#### Problem
In exact form, set down only those lines of the material that run from its first line to the line with "use crate::listing::DirectoryEntry;", inclusive.

#### Input data

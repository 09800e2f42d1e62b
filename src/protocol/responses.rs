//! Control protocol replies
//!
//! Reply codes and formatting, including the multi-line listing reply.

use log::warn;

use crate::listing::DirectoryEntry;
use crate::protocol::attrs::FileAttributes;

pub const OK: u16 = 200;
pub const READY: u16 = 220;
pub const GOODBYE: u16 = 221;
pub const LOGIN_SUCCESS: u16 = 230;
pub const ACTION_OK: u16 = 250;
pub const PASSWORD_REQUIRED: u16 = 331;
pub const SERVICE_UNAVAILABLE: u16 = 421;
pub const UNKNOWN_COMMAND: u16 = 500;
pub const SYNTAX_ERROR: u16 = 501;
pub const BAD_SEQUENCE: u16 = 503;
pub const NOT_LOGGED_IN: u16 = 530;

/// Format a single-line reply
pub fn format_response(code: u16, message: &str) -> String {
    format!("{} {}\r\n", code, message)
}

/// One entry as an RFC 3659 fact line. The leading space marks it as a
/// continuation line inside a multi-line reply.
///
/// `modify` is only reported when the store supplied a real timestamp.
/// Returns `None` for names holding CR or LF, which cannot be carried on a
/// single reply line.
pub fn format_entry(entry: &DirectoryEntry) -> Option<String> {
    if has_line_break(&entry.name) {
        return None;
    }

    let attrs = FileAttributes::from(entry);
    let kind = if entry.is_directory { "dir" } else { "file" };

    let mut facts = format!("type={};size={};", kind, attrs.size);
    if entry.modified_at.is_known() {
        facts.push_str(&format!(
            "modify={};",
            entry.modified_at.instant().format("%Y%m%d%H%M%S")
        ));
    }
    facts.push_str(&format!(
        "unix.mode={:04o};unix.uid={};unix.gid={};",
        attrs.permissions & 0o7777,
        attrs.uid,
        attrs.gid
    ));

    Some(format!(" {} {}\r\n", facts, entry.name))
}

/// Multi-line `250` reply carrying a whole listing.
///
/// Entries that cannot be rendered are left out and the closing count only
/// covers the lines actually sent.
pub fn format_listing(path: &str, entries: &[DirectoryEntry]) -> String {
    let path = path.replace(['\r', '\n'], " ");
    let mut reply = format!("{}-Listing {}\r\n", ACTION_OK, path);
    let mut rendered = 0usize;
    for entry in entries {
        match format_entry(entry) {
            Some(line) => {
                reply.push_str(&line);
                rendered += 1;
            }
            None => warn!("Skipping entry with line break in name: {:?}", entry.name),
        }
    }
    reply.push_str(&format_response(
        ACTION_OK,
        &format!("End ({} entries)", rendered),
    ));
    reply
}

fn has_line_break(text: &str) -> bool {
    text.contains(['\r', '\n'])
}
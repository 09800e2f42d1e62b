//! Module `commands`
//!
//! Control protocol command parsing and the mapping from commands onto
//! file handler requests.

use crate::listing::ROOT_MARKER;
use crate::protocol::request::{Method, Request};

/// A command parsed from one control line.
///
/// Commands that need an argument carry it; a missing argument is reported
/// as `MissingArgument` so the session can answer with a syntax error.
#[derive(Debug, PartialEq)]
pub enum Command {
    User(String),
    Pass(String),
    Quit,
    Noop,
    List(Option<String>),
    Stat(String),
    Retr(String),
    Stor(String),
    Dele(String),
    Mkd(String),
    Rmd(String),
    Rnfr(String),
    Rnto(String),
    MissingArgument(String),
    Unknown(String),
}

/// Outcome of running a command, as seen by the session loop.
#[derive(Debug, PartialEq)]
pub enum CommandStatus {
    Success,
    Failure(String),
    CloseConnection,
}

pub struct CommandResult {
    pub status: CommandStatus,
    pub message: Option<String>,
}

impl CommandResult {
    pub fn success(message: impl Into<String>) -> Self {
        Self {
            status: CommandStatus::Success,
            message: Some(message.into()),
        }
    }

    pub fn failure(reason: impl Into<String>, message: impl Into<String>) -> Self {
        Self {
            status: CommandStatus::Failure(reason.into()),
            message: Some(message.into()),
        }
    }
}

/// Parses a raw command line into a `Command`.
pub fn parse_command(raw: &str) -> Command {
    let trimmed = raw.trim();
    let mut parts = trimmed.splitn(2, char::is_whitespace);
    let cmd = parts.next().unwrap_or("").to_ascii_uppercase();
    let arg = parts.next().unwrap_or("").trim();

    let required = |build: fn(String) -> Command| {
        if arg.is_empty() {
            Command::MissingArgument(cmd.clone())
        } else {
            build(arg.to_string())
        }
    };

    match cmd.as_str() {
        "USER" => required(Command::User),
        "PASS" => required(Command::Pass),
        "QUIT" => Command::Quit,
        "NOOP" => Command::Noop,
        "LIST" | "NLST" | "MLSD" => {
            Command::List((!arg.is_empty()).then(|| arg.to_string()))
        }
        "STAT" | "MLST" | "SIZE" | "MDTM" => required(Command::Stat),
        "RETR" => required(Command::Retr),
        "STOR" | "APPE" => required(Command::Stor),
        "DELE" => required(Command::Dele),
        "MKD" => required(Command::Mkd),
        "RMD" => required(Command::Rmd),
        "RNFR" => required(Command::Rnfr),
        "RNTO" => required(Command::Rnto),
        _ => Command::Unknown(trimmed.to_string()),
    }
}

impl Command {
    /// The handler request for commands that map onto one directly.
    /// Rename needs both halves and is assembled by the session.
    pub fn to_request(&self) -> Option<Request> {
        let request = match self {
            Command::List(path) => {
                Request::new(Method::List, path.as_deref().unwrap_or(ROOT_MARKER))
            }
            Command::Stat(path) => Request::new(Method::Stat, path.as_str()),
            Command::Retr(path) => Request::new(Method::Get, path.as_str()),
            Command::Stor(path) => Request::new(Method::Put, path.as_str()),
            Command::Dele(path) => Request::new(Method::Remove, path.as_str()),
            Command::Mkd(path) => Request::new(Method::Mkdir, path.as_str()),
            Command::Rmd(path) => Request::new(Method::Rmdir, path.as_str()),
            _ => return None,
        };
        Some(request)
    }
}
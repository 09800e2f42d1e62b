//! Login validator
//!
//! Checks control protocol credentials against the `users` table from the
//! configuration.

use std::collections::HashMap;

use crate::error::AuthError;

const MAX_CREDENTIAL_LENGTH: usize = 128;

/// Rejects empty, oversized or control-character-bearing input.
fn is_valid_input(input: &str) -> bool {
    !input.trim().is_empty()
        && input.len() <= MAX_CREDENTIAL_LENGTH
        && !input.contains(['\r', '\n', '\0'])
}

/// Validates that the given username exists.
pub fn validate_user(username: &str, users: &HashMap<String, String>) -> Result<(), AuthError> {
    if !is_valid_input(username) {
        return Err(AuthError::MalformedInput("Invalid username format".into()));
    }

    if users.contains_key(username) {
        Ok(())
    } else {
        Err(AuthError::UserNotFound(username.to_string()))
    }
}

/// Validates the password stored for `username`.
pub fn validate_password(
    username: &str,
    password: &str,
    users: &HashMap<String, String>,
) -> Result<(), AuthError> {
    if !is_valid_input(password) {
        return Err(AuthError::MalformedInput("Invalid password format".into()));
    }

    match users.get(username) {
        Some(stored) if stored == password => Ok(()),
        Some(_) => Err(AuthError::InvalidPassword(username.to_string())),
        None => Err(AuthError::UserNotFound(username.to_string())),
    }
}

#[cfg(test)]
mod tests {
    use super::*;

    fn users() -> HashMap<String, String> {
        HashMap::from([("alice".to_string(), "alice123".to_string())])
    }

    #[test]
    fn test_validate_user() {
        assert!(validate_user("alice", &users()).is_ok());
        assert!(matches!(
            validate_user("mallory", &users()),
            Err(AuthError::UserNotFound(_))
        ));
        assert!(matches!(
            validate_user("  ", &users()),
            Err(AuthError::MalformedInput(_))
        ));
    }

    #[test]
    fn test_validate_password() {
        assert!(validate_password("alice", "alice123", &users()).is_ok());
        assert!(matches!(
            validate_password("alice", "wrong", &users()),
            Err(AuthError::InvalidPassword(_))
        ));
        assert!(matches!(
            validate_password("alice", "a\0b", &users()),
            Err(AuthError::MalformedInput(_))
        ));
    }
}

#### Solution for this task
repository 09800e2f42d1e62b
filename src/protocol/responses.rs
//! Control protocol replies
//!
//! Reply codes and formatting, including the multi-line listing reply.

use log::warn;

use crate::listing::DirectoryEntry;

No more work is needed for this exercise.